Bragg was scrambling to his feet.

“What is this, what is this?” he said.

“I’ll be out in the street,” I said. “You heeled?”

“I don’t have a gun,” Bragg said.

“Will has got one for you. I’ll be outside.”

“You can’t. Christ, you’re a deputy marshal. You can’t just call me out.”

I slapped him in the face.

“I’m going outside,” I said. “If you don’t come out with a gun, I’ll come back in and kill you here.”

Most men can’t take a slap in the face. Especially in front of people they want to impress. Especially when they’ve convinced themselves that they are the herd bull in town.

“You sonova bitch,” Bragg said. “You think you can pull on me without Cole to back you up. Get on out in the street, you bastard. I’ll be out.”

I turned and walked on out into the street.
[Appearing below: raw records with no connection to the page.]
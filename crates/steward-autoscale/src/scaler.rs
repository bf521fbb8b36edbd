//! Autoscaler — one control loop per autoscaled deployment.
//!
//! Each deployment owns a slot holding its config, its [`DeploymentScaler`]
//! and the replica count last reported by the controller. A background task
//! per deployment ticks every `metrics_interval_s`, reads the rolling load
//! average from the [`MetricsAggregator`] and commits scaling decisions.
//! The autoscaler only computes targets; starting and stopping replicas is
//! the caller's job, optionally via the scale callback.

use std::collections::HashMap;
use std::future::Future;
use std::pin::Pin;
use std::sync::{Arc, Mutex};
use std::time::Duration;

use tokio::sync::{RwLock, watch};
use tokio::task::JoinHandle;
use tokio::time::{Instant, MissedTickBehavior};
use tracing::{debug, info, warn};

use steward_metrics::MetricsAggregator;
use steward_state::{AutoscalingConfig, DeploymentId, Timestamp, ValidationError, now_secs};

use crate::policy::{DeploymentScaler, ScaleDecision};

#[derive(Debug, thiserror::Error)]
pub enum AutoscaleError {
    #[error("invalid autoscaling config: {0}")]
    Validation(#[from] ValidationError),
    #[error("deployment {0} is not autoscaled")]
    UnknownDeployment(DeploymentId),
}

pub type AutoscaleResult<T> = Result<T, AutoscaleError>;

/// Callback type for acting on scaling decisions.
///
/// The autoscaler calls this with (deployment, target_replicas).
pub type ScaleCallback = Arc<dyn Fn(DeploymentId, u32) -> BoxFuture + Send + Sync>;

type BoxFuture = Pin<Box<dyn Future<Output = anyhow::Result<()>> + Send>>;

/// Per-deployment scaling state, mutated only under its own lock.
struct ScalerSlot {
    config: AutoscalingConfig,
    scaler: DeploymentScaler,
    current_replicas: u32,
}

/// Handle of a deployment's background tick task.
struct TaskSlot {
    handle: JoinHandle<()>,
    shutdown_tx: watch::Sender<bool>,
}

impl TaskSlot {
    fn stop(self) {
        let _ = self.shutdown_tx.send(true);
        self.handle.abort();
    }
}

struct Registered {
    slot: Arc<Mutex<ScalerSlot>>,
    task: Option<TaskSlot>,
}

/// Tracks every autoscaled deployment. Cheap to clone; clones share state.
#[derive(Clone)]
pub struct Autoscaler {
    metrics: MetricsAggregator,
    deployments: Arc<RwLock<HashMap<DeploymentId, Registered>>>,
    on_scale: Option<ScaleCallback>,
}

impl Autoscaler {
    pub fn new(metrics: MetricsAggregator) -> Self {
        Self {
            metrics,
            deployments: Arc::new(RwLock::new(HashMap::new())),
            on_scale: None,
        }
    }

    /// Set the callback invoked on every committed scaling decision.
    pub fn with_callback(mut self, callback: ScaleCallback) -> Self {
        self.on_scale = Some(callback);
        self
    }

    /// Register (or re-configure) a deployment without starting its loop.
    /// Returns the current desired replica count.
    ///
    /// A new deployment starts at `initial_replicas`, else `min_replicas`.
    /// Re-registering keeps the existing desired count, clamped into the
    /// new bounds.
    pub async fn register(
        &self,
        id: &DeploymentId,
        config: AutoscalingConfig,
        current_replicas: u32,
    ) -> AutoscaleResult<u32> {
        config.validate()?;
        let mut deployments = self.deployments.write().await;

        if let Some(existing) = deployments.get(id) {
            let mut slot = existing.slot.lock().expect("scaler slot lock");
            let desired = slot.scaler.rebound(&config);
            slot.config = config;
            slot.current_replicas = current_replicas;
            debug!(deployment = %id, desired, "autoscaling config updated");
            return Ok(desired);
        }

        let scaler = DeploymentScaler::new(&config);
        let desired = scaler.desired();
        deployments.insert(
            id.clone(),
            Registered {
                slot: Arc::new(Mutex::new(ScalerSlot {
                    config,
                    scaler,
                    current_replicas,
                })),
                task: None,
            },
        );
        info!(deployment = %id, desired, "deployment registered for autoscaling");
        Ok(desired)
    }

    /// Register a deployment and spawn its tick loop, replacing any loop
    /// already running for it.
    pub async fn start(
        &self,
        id: &DeploymentId,
        config: AutoscalingConfig,
        current_replicas: u32,
    ) -> AutoscaleResult<u32> {
        let metrics_interval_s = config.metrics_interval_s;
        let desired = self.register(id, config, current_replicas).await?;
        let interval = Duration::from_secs_f64(metrics_interval_s);

        let mut deployments = self.deployments.write().await;
        let registered = deployments
            .get_mut(id)
            .ok_or_else(|| AutoscaleError::UnknownDeployment(id.clone()))?;

        let (shutdown_tx, shutdown_rx) = watch::channel(false);
        let handle = tokio::spawn(run_scaler_loop(
            id.clone(),
            registered.slot.clone(),
            self.metrics.clone(),
            self.on_scale.clone(),
            interval,
            shutdown_rx,
        ));
        if let Some(old) = registered.task.replace(TaskSlot {
            handle,
            shutdown_tx,
        }) {
            old.stop();
        }

        info!(deployment = %id, interval_secs = interval.as_secs_f64(), "autoscaler loop started");
        Ok(desired)
    }

    /// Stop a deployment's loop and forget its state.
    pub async fn stop(&self, id: &DeploymentId) {
        let mut deployments = self.deployments.write().await;
        if let Some(registered) = deployments.remove(id) {
            if let Some(task) = registered.task {
                task.stop();
            }
            info!(deployment = %id, "autoscaler stopped");
        }
    }

    /// Stop all loops (for graceful shutdown).
    pub async fn stop_all(&self) {
        let mut deployments = self.deployments.write().await;
        for (id, registered) in deployments.drain() {
            if let Some(task) = registered.task {
                task.stop();
            }
            debug!(deployment = %id, "autoscaler stopped");
        }
        info!("all autoscalers stopped");
    }

    /// Record how many replicas the deployment is currently running.
    pub async fn set_current_replicas(&self, id: &DeploymentId, replicas: u32) -> AutoscaleResult<()> {
        let deployments = self.deployments.read().await;
        let registered = deployments
            .get(id)
            .ok_or_else(|| AutoscaleError::UnknownDeployment(id.clone()))?;
        registered.slot.lock().expect("scaler slot lock").current_replicas = replicas;
        Ok(())
    }

    pub async fn desired_replicas(&self, id: &DeploymentId) -> Option<u32> {
        let deployments = self.deployments.read().await;
        deployments
            .get(id)
            .map(|registered| registered.slot.lock().expect("scaler slot lock").scaler.desired())
    }

    /// Evaluate one tick for `id` at time `now`.
    pub async fn tick(&self, id: &DeploymentId, now: Timestamp) -> AutoscaleResult<ScaleDecision> {
        let slot = {
            let deployments = self.deployments.read().await;
            deployments
                .get(id)
                .map(|registered| registered.slot.clone())
                .ok_or_else(|| AutoscaleError::UnknownDeployment(id.clone()))?
        };
        Ok(tick_slot(id, &slot, &self.metrics, self.on_scale.as_ref(), now).await)
    }

    pub async fn is_running(&self, id: &DeploymentId) -> bool {
        let deployments = self.deployments.read().await;
        deployments
            .get(id)
            .is_some_and(|registered| registered.task.is_some())
    }

    pub async fn deployments(&self) -> Vec<DeploymentId> {
        let deployments = self.deployments.read().await;
        let mut ids: Vec<DeploymentId> = deployments.keys().cloned().collect();
        ids.sort();
        ids
    }
}

async fn tick_slot(
    id: &DeploymentId,
    slot: &Mutex<ScalerSlot>,
    metrics: &MetricsAggregator,
    on_scale: Option<&ScaleCallback>,
    now: Timestamp,
) -> ScaleDecision {
    let look_back = slot.lock().expect("scaler slot lock").config.look_back_period_s;
    let avg = metrics.rolling_average(id, look_back, now).await;

    let decision = {
        let mut guard = slot.lock().expect("scaler slot lock");
        let ScalerSlot {
            config,
            scaler,
            current_replicas,
        } = &mut *guard;
        scaler.decide(config, *current_replicas, avg, now)
    };

    if let ScaleDecision::ScaleTo(target) = decision {
        info!(deployment = %id, target, avg = ?avg, "autoscaler target changed");
        if let Some(callback) = on_scale
            && let Err(e) = callback(id.clone(), target).await
        {
            warn!(deployment = %id, target, error = %e, "scaling action failed");
        }
    }
    decision
}

/// The tick loop for a single deployment.
async fn run_scaler_loop(
    id: DeploymentId,
    slot: Arc<Mutex<ScalerSlot>>,
    metrics: MetricsAggregator,
    on_scale: Option<ScaleCallback>,
    period: Duration,
    mut shutdown: watch::Receiver<bool>,
) {
    let mut ticker = tokio::time::interval_at(Instant::now() + period, period);
    ticker.set_missed_tick_behavior(MissedTickBehavior::Delay);

    loop {
        tokio::select! {
            _ = ticker.tick() => {
                tick_slot(&id, &slot, &metrics, on_scale.as_ref(), now_secs()).await;
            }
            _ = shutdown.changed() => {
                debug!(deployment = %id, "autoscaler loop shutting down");
                break;
            }
        }
    }
}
I took the gun out of my holster and held it at my side. Then I waited. To my left, I heard Cole’s voice.

“Everett,” he said.

I kept watching the saloon.

“Katie Goode run down and told me,” Cole said.

“Leave it be, Virgil,” I said.

Bragg came out of the saloon and looked uneasily at Cole.

“Cole’s not in this,” I said to Bragg.

“Just hold it,” Cole said. “What’s this about, Everett.”

“I ever ask you for anything, Virgil?”

“No.”

“This one time, leave it alone. It’s just Bragg and me.”

“Everett, I can’t…”

“This once, Virgil. This one favor.”

Cole was silent. Bragg stood on the boardwalk of the Boston House. He was all in black with a high, black hat. He carried the gun I’d left for him down by his side. It was so still, I could hear Cole breathing for a moment.

“Okay,” Cole said.

The silence got tighter. I looked at Bragg. It’s a trick that Cole had taught me. Look at the whole person, not his eyes, or his shoulder or his gun hand, all of him, so you can react to any movement. I waited. Nothing stirred. If there had been a breeze, it had died. I waited. I knew Bragg would break. And he did. In the slow, almost lyrical way catastrophe happens, he raised his gun hand, and I shot him in the middle, and he fell slowly, beginning to double over at the impact, trying to get off a shot and falling facedown, dead on the boardwalk in front of the saloon. I opened the cylinder, ejected the empty shell, put in a fresh round, snapped the cylinder shut, and put my gun back in the holster. Then I went and hugged Cole, got on my horse, and rode past the marshal’s office and on out of town.

In the hills beyond Bragg’s ranch, I saw the Appaloosa, nervously herding his mares along toward fresh pasture. He’s got the mares, I thought. But the mares got him, too.

Then I turned my horse straight into the afternoon sun and rode west at an easy pace. It was going to be a long ride, and there was no reason to hurry.